Overall, Neumann's work does a good job in convincing the reader of the importance of diplomats and diplomatic culture in today's world system. His innovative ethnographic methodology brings nuance to the 'men who sign the letters', and further study in the area would no doubt prove fruitful.
Quotes:
1.
“State diplomacy is not continuously fixated on state-to-state relations, but works through all sorts of channels.”

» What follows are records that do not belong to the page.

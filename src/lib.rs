//! # Inquest
//!
//! A retrieval-augmented research assistant. Inquest fetches web pages and
//! parses uploaded documents, splits the text into overlapping chunks,
//! embeds them, and answers questions from the stored corpus with an LLM,
//! always citing which sources the answer came from.
//!
//! ## Architecture
//!
//! ```text
//! ┌──────────────┐   ┌──────────────┐   ┌───────────┐
//! │   Loaders    │──▶│   Pipeline   │──▶│  SQLite   │
//! │ URL/PDF/DOCX │   │ Chunk+Embed  │   │  vectors  │
//! └──────────────┘   └──────────────┘   └────┬──────┘
//!                                            │
//!                        ┌───────────────────┤
//!                        ▼                   ▼
//!                   ┌──────────┐       ┌──────────┐
//!                   │   CLI    │       │   HTTP   │
//!                   │  (inq)   │       │  (axum)  │
//!                   └──────────┘       └──────────┘
//! ```
//!
//! ## Quick Start
//!
//! ```bash
//! inq init                                  # create database
//! inq ingest urls https://example.com/post  # build knowledge base from URLs
//! inq ingest files notes.pdf report.docx    # ...or from local documents
//! inq ask "What does the post argue?"
//! inq serve                                 # start HTTP server
//! ```
//!
//! ## Modules
//!
//! | Module | Purpose |
//! |--------|---------|
//! | [`config`] | TOML configuration parsing |
//! | [`models`] | Core data types |
//! | [`loader`] | URL fetching and PDF/DOCX/text extraction |
//! | [`chunk`] | Recursive text splitting |
//! | [`embedding`] | Embedding provider abstraction |
//! | [`store`] | SQLite-backed vector store |
//! | [`chat`] | Chat-completion client |
//! | [`synth`] | Answer synthesis and source attribution |
//! | [`engine`] | Ingest and query pipelines |
//! | [`server`] | JSON HTTP API |

pub mod chat;
pub mod chunk;
pub mod config;
pub mod embedding;
pub mod engine;
pub mod loader;
pub mod models;
pub mod progress;
pub mod server;
pub mod store;
pub mod synth;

“Diplomats may end up working in all kinds of social locales, not only in foreign capitals. They may work as consuls in major cities that are not capitals, in state delegations to international organizations (IOs), in IOs themselves, or on secondment from an international organization. In fact, for the greater part of their careers they are not even posted to another country but work “at home,” by which they mean in the ministry of foreign affairs (MFA) of the state of their employ—which for the last couple of hundred years has been the state of which they are citizens.” (2)
2.
“Any phenomenon is shaped not only by its present form but also by our awareness of its pasts and our expectations about its futures. It follows that debates about diplomacy’s future stand to gain from an awareness of diplomacy’s pasts.” (4)
3.
“It is true that the statesman is the last link in the decision-making chain and, by implication, the first link in the implementing chain. Regardless of whether the diplomat is seen as a hero in her own right or as a subcontractor to the hero-statesman, however, the point stands that everyday policy formation in this area is in the hands of diplomats. Had that not been the case, Kissinger would have had little reason for his steady critique over more than half a century of how diplomats are organized and how they work.” (6-7)
4.
“When diplomats are in charge of producing a text, they seek out the opinion of each and every part of the foreign ministry that may conceivably have, or may be expected to gain, an interest in the matter at hand. As a result, the writing up of a diplomatic text is not primarily a question of communicating a certain point of view to the outside world, or producing a tight analysis. It is rather an exercise in consensus building. One effect of this mode of knowledge production is that texts emanating from a foreign ministry are all, at least ideally, in the same voice.” (7)
5.
“Anthropologists focus on the preconditions of political order, and political scientists on how that order is maintained” (183)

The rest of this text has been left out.